* **Task details**
Locate the line that contains "the covering range". Print it and every subsequent line through the final line of the records, exactly and only those.

* **Stored entries**

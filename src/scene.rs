//! The compositing scene: base image, overlay elements and effect levels.

use egui::{Pos2, Rect, Vec2};
use log::{debug, info};

use crate::config::FryConfig;
use crate::element::{factory, Bitmap, Element};
use crate::geometry::{apply_zoom_around_center, clamp_image_pan, fit_cover};
use crate::id_generator::{ElementId, IdGenerator};

pub const MAX_FRY_LEVEL: u32 = 30;
pub const MAX_TINT_LEVEL: u8 = 100;
pub const DEFAULT_FRY_LEVEL: u32 = 10;
pub const DEFAULT_TINT_LEVEL: u8 = 20;
pub const MIN_ZOOM: f32 = 1.0;

/// Where the base image is drawn inside the frame
#[derive(Debug, Clone, Copy, PartialEq)]
pub struct ImagePlacement {
    pub natural: Vec2,
    /// Top-left corner in canvas pixels
    pub origin: Pos2,
    /// Cover-fit scale, fixed per loaded image
    pub base_scale: f32,
    pub zoom: f32,
}

impl ImagePlacement {
    pub fn scale(&self) -> f32 {
        self.base_scale * self.zoom
    }

    pub fn drawn_size(&self) -> Vec2 {
        self.natural * self.scale()
    }

    pub fn rect(&self) -> Rect {
        Rect::from_min_size(self.origin, self.drawn_size())
    }
}

#[derive(Debug, Clone)]
pub struct BaseImage {
    pub bitmap: Bitmap,
    pub placement: ImagePlacement,
}

#[derive(Debug, Clone)]
pub struct Scene {
    frame: Vec2,
    max_zoom: f32,
    image: Option<BaseImage>,
    elements: Vec<Element>,
    fry_level: u32,
    tint_level: u8,
    selected: Option<ElementId>,
    ids: IdGenerator,
}

impl Scene {
    pub fn new(config: &FryConfig) -> Self {
        Self {
            frame: config.frame_size(),
            max_zoom: config.max_zoom.max(MIN_ZOOM),
            image: None,
            elements: Vec::new(),
            fry_level: DEFAULT_FRY_LEVEL,
            tint_level: DEFAULT_TINT_LEVEL,
            selected: None,
            ids: IdGenerator::default(),
        }
    }

    pub fn frame(&self) -> Vec2 {
        self.frame
    }

    pub fn image(&self) -> Option<&BaseImage> {
        self.image.as_ref()
    }

    pub fn has_image(&self) -> bool {
        self.image.is_some()
    }

    /// Elements in z-order, bottom first
    pub fn elements(&self) -> &[Element] {
        &self.elements
    }

    pub fn element(&self, id: ElementId) -> Option<&Element> {
        self.elements.iter().find(|e| e.id() == id)
    }

    pub fn element_mut(&mut self, id: ElementId) -> Option<&mut Element> {
        self.elements.iter_mut().find(|e| e.id() == id)
    }

    pub fn selected(&self) -> Option<ElementId> {
        self.selected
    }

    pub fn selected_element(&self) -> Option<&Element> {
        self.selected.and_then(|id| self.element(id))
    }

    /// Select an existing element, or clear the selection with `None`
    pub fn select(&mut self, id: Option<ElementId>) {
        self.selected = id.filter(|id| self.element(*id).is_some());
    }

    pub fn fry_level(&self) -> u32 {
        self.fry_level
    }

    pub fn tint_level(&self) -> u8 {
        self.tint_level
    }

    fn push(&mut self, element: Element) -> ElementId {
        let id = element.id();
        debug!("Adding {} element {id}", element.element_type());
        self.elements.push(element);
        self.selected = Some(id);
        id
    }

    pub fn add_band(&mut self) -> ElementId {
        let id = self.ids.generate();
        self.push(factory::create_band(id))
    }

    pub fn add_free_text(&mut self) -> ElementId {
        let id = self.ids.generate();
        self.push(factory::create_free_text(id))
    }

    pub fn add_sticker(&mut self, bitmap: Bitmap) -> ElementId {
        let id = self.ids.generate();
        self.push(factory::create_sticker(id, bitmap))
    }

    /// Returns false when no element has `id`
    pub fn remove(&mut self, id: ElementId) -> bool {
        let before = self.elements.len();
        self.elements.retain(|e| e.id() != id);
        if self.selected == Some(id) {
            self.selected = None;
        }
        before != self.elements.len()
    }

    pub fn update_text(&mut self, id: ElementId, text: &str) -> bool {
        self.element_mut(id).is_some_and(|e| e.set_text(text))
    }

    pub fn update_fry_score(&mut self, id: ElementId, score: f64) -> bool {
        match self.element_mut(id) {
            Some(element) => {
                element.set_fry_score(score);
                true
            }
            None => false,
        }
    }

    pub fn update_scale(&mut self, id: ElementId, scale: f32) -> bool {
        self.element_mut(id).is_some_and(|e| e.set_scale(scale))
    }

    pub fn set_position(&mut self, id: ElementId, pos: Pos2) -> bool {
        match self.element_mut(id) {
            Some(element) => {
                element.set_position(pos);
                true
            }
            None => false,
        }
    }

    pub fn set_fry_level(&mut self, level: u32) {
        self.fry_level = level.min(MAX_FRY_LEVEL);
    }

    pub fn set_tint_level(&mut self, level: u8) {
        self.tint_level = level.min(MAX_TINT_LEVEL);
    }

    /// Replace the base image: cover the frame, centered, zoom reset.
    pub fn load_image(&mut self, bitmap: Bitmap) {
        let natural = bitmap.size();
        let base_scale = fit_cover(natural, self.frame);
        let drawn = natural * base_scale;
        let centered = Pos2::new((self.frame.x - drawn.x) / 2.0, (self.frame.y - drawn.y) / 2.0);
        let placement = ImagePlacement {
            natural,
            origin: clamp_image_pan(centered, drawn, self.frame),
            base_scale,
            zoom: MIN_ZOOM,
        };
        info!(
            "📷 Base image {}x{} at scale {:.3}",
            natural.x, natural.y, base_scale
        );
        self.image = Some(BaseImage { bitmap, placement });
    }

    pub fn zoom(&self) -> f32 {
        self.image
            .as_ref()
            .map_or(MIN_ZOOM, |image| image.placement.zoom)
    }

    pub fn max_zoom(&self) -> f32 {
        self.max_zoom
    }

    /// Zoom around the frame center. Returns false without an image.
    pub fn set_zoom(&mut self, zoom: f32) -> bool {
        let frame = self.frame;
        let zoom = if zoom.is_nan() {
            MIN_ZOOM
        } else {
            zoom.clamp(MIN_ZOOM, self.max_zoom)
        };
        let Some(image) = self.image.as_mut() else {
            return false;
        };
        let placement = &mut image.placement;
        let old_scale = placement.scale();
        placement.zoom = zoom;
        let center = Pos2::new(frame.x / 2.0, frame.y / 2.0);
        let origin = apply_zoom_around_center(old_scale, placement.scale(), placement.origin, center);
        placement.origin = clamp_image_pan(origin, placement.drawn_size(), frame);
        true
    }

    /// Move the image's top-left corner, kept within the covering range
    pub fn pan_image_to(&mut self, origin: Pos2) -> bool {
        let frame = self.frame;
        let Some(image) = self.image.as_mut() else {
            return false;
        };
        let placement = &mut image.placement;
        placement.origin = clamp_image_pan(origin, placement.drawn_size(), frame);
        true
    }
}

* **Response**
    /// Move the image's top-left corner, kept within the covering range
    pub fn pan_image_to(&mut self, origin: Pos2) -> bool {
        let frame = self.frame;
        let Some(image) = self.image.as_mut() else {
            return false;
        };
        let placement = &mut image.placement;
        placement.origin = clamp_image_pan(origin, placement.drawn_size(), frame);
        true
    }
}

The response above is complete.